Crede che in futuro lo smart working possa diventare la regola per molti lavoratori dipendenti in Italia?

“Un’analisi dell’economista ed ex presidente dell’Inps Tito Boeri stima che ben il 24% della forza lavoro italiana potrebbe essere impiegata in Smart Working. Ma la formula attuale è nella maggioranza dei casi un’improvvisazione dettata dalla contingenza. La sperimentazione ha, però, un grande merito: al contrario di quanto temevano i datori di lavoro, abbiamo imparato che lavorare fuori dall’azienda non riduce affatto la produttività dei dipendenti. Anzi. Se ben organizzato e se garantisce i diritti di chi lo presta, lo Smart Working aumenta il benessere e il bilanciamento fra vita professionale e tempi di vita privati.”

È in possesso di dati più precisi sui benefici dello Smart Working?

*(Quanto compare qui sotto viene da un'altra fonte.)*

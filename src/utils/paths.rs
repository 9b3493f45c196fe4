use crate::utils::errors::{PvwaError, Result};
use std::fs;
use std::path::{Path, PathBuf};

pub struct CliPaths;
const PROGRAM_NAME: &str = "pvwa-rs";

impl CliPaths {
    /// Get the config directory: ~/.config/pvwa-rs/
    pub fn config_dir() -> Result<PathBuf> {
        dirs::config_dir()
            .map(|dir| dir.join(PROGRAM_NAME))
            .ok_or_else(|| PvwaError::Config("Cannot determine config directory".to_string()))
    }

    /// Get the runtime directory: $XDG_RUNTIME_DIR/pvwa-rs/
    pub fn runtime_dir() -> Result<PathBuf> {
        if let Some(runtime_dir) = std::env::var_os("XDG_RUNTIME_DIR") {
            Ok(PathBuf::from(runtime_dir).join(PROGRAM_NAME))
        } else {
            // Fallback to temp directory with user-specific path
            let user_id = std::env::var("USER").unwrap_or_else(|_| "unknown".to_string());
            Ok(std::env::temp_dir().join(format!("{PROGRAM_NAME}-{user_id}")))
        }
    }

    /// Get the config file path: ~/.config/pvwa-rs/config.yaml
    pub fn config_file() -> Result<PathBuf> {
        Ok(Self::config_dir()?.join("config.yaml"))
    }

    /// Get the session file path: $XDG_RUNTIME_DIR/pvwa-rs/session.yaml
    pub fn session_file() -> Result<PathBuf> {
        Ok(Self::runtime_dir()?.join("session.yaml"))
    }

    /// Ensure a directory exists with proper permissions
    pub fn ensure_dir_exists(path: &Path) -> Result<()> {
        if !path.exists() {
            fs::create_dir_all(path)?;

            // Set restrictive permissions on data directories (700)
            #[cfg(unix)]
            {
                use std::os::unix::fs::PermissionsExt;
                let mut perms = fs::metadata(path)?.permissions();
                perms.set_mode(0o700);
                fs::set_permissions(path, perms)?;
            }
        }
        Ok(())
    }
}

/// Expand a leading `~/` to the home directory
pub fn expand_home(path: &str) -> PathBuf {
    match path.strip_prefix("~/") {
        Some(rest) => dirs::home_dir()
            .map(|home| home.join(rest))
            .unwrap_or_else(|| PathBuf::from(path)),
        None => PathBuf::from(path),
    }
}

#[cfg(test)]
mod tests {
    use super::*;

    #[test]
    fn test_ensure_dir_exists_is_private() {
        let root = tempfile::tempdir().unwrap();
        let dir = root.path().join("a").join("b");
        CliPaths::ensure_dir_exists(&dir).unwrap();
        assert!(dir.is_dir());

        #[cfg(unix)]
        {
            use std::os::unix::fs::PermissionsExt;
            let mode = fs::metadata(&dir).unwrap().permissions().mode();
            assert_eq!(mode & 0o777, 0o700);
        }

        // Second call is a no-op
        CliPaths::ensure_dir_exists(&dir).unwrap();
    }

    #[test]
    fn test_expand_home() {
        assert_eq!(expand_home("/etc/pvwa.yaml"), PathBuf::from("/etc/pvwa.yaml"));
        if let Some(home) = dirs::home_dir() {
            assert_eq!(expand_home("~/x.yaml"), home.join("x.yaml"));
        }
    }
}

Fra il 2018 e il 2019, io e la ricercatrice in statistica applicata, Marta Angelici, abbiamo condotto per la Bocconi uno studio all’interno del progetto europeo Elena – Experimenting flexible Labour tools for Enterprises by engaging men and women coordinato dal Dipartimento per le Pari opportunità della Presidenza del Consiglio dei ministri. In particolare, abbiamo osservato trecento lavoratori che, una volta alla settimana e per nove mesi consecutivi, hanno operato lontano dal posto di lavoro. Tra i risultati rilevati sottolineo i più sorprendenti: l’incremento della produttività, la riduzione delle assenze (almeno 5 giornate in meno rispetto allo stesso periodo dell’anno precedente), il miglioramento della soddisfazione per il ruolo professionale ricoperto (si lavora per obiettivi e non seguendo un orario determinato a priori), una maggiore qualità del riposo notturno e del tasso di fecondità delle coppie e, soprattutto, l’aumento del bilanciamento vita-lavoro rispetto al lavoratore che non lo sperimenta con un + 50% della partecipazione ai lavori familiari da parte degli uomini.”

Lo smart working ha effetti collaterali? Potrebbe avere degli svantaggi?

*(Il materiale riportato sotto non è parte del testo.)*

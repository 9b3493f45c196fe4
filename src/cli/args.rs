use clap::{Parser, Subcommand};
use clap_complete::Shell;

use crate::vault::credentials::AuthMechanism;

#[derive(Parser)]
#[command(name = "pvwa-rs")]
#[command(version = "1.0.0")]
#[command(about = "Explore a privileged-access vault's REST API from the command line")]
#[command(long_about = None)]
pub struct Cli {
    /// Vault instance base URL (e.g. https://vault.example.com)
    #[arg(long, global = true, env = "PVWA_BASE_URL")]
    pub base_url: Option<String>,

    /// Config file path
    #[arg(long, env = "PVWA_CONFIG", default_value = "~/.config/pvwa-rs/config.yaml")]
    pub config: String,

    /// Enable verbose logging (repeat for more verbosity: -v INFO, -vv DEBUG, -vvv TRACE)
    #[arg(short, long, action = clap::ArgAction::Count)]
    pub verbose: u8,

    /// Suppress non-error output
    #[arg(short, long)]
    pub quiet: bool,

    /// Output compact JSON and tab-separated values (no formatting)
    #[arg(short, long)]
    pub raw: bool,

    /// Print `{success, ...}` envelopes instead of bare results
    #[arg(long)]
    pub json: bool,

    #[command(subcommand)]
    pub command: Commands,
}

#[derive(Subcommand)]
pub enum Commands {
    /// Authenticate against the vault and keep the session
    Login {
        /// Username
        #[arg(long, short = 'u')]
        username: Option<String>,

        /// Authentication mechanism
        #[arg(long, short = 'm', value_enum)]
        method: Option<AuthMechanism>,

        /// Allow concurrent sessions for this user
        #[arg(long)]
        concurrent_session: bool,

        /// Prompt for a new password (forced password rotation)
        #[arg(long)]
        change_password: bool,
    },
    /// Log off from the vault and forget the session
    Logout,
    /// Show the current session
    Status,
    /// List the operations that can be called
    Endpoints,
    /// Call an operation from the catalogue
    Call {
        /// Operation name (see `pvwa-rs endpoints`)
        operation: String,

        /// Path parameter as name=value (repeatable)
        #[arg(long = "arg", short = 'a', value_name = "NAME=VALUE")]
        args: Vec<String>,

        /// Query parameter as key=value (repeatable)
        #[arg(long = "param", short = 'p', value_name = "KEY=VALUE")]
        params: Vec<String>,
    },
    /// GET an arbitrary logical path under the API root (e.g. Safes/Finance/Members)
    Get {
        /// Logical path
        path: String,

        /// Query parameter as key=value (repeatable)
        #[arg(long = "param", short = 'p', value_name = "KEY=VALUE")]
        params: Vec<String>,
    },
    /// Generate shell completion scripts
    Completion {
        #[command(subcommand)]
        command: CompletionCommands,
    },
}

#[derive(Subcommand)]
pub enum CompletionCommands {
    /// Generate bash completion script
    Bash,
    /// Generate zsh completion script
    Zsh,
    /// Generate fish completion script
    Fish,
    /// Generate PowerShell completion script
    PowerShell,
}

impl CompletionCommands {
    pub fn shell(&self) -> Shell {
        match self {
            CompletionCommands::Bash => Shell::Bash,
            CompletionCommands::Zsh => Shell::Zsh,
            CompletionCommands::Fish => Shell::Fish,
            CompletionCommands::PowerShell => Shell::PowerShell,
        }
    }
}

Se non normato adeguatamente, potrebbe diventare un’arma a doppio taglio e favorire la ghettizzazione delle donne. Nel nostro Paese purtroppo sono ancora molto radicati stereotipi di genere che assegnano solo a loro ruoli che in molti altri paesi del mondo sono distribuiti in maniera paritaria all’interno della coppia. Bastino i numeri che vedono l’Italia fra i fanalini di coda in Europa con un tasso di occupazione femminile del 53%. A ciò si aggiunge il dato secondo cui la condivisione del lavoro domestico col partner è realtà solo per una donna su quattro.

Un consiglio a imprenditori e lavoratori?

Quando ne saremo usciti, sarebbe bene tenere il buono di questo periodo di emergenza. Lo Smart Working funziona e dà vantaggi a chi lo pratica se la modalità fuori dall’azienda è di un giorno, massimo due, alla settimana. Fuori dall’azienda non significa per forza a casa, significa ovunque il dipendente trovi utile stare a seconda delle proprie esigenze. La chiave è flessibilità come antidoto alla alienazione che potrebbe essere provocata da una disponibilità totale ed evitata con il diritto alla disconnessione, tra l’alto già previsto dalla legge. Personalmente, ritengo lo Smart Working più adatto alla vita; una vita di qualità.”

Lo Smart Working potrebbe avere ricadute positive sull’ambiente. È così?

Sì, è così. Se fosse concesso a tutti i lavoratori che per funzioni e volontà lo potrebbero svolgere si ridurrebbero notevolmente gli spostamenti casa-lavoro e si darebbe un contributo non indifferente alla programmazione di una mobilità finalmente sostenibile.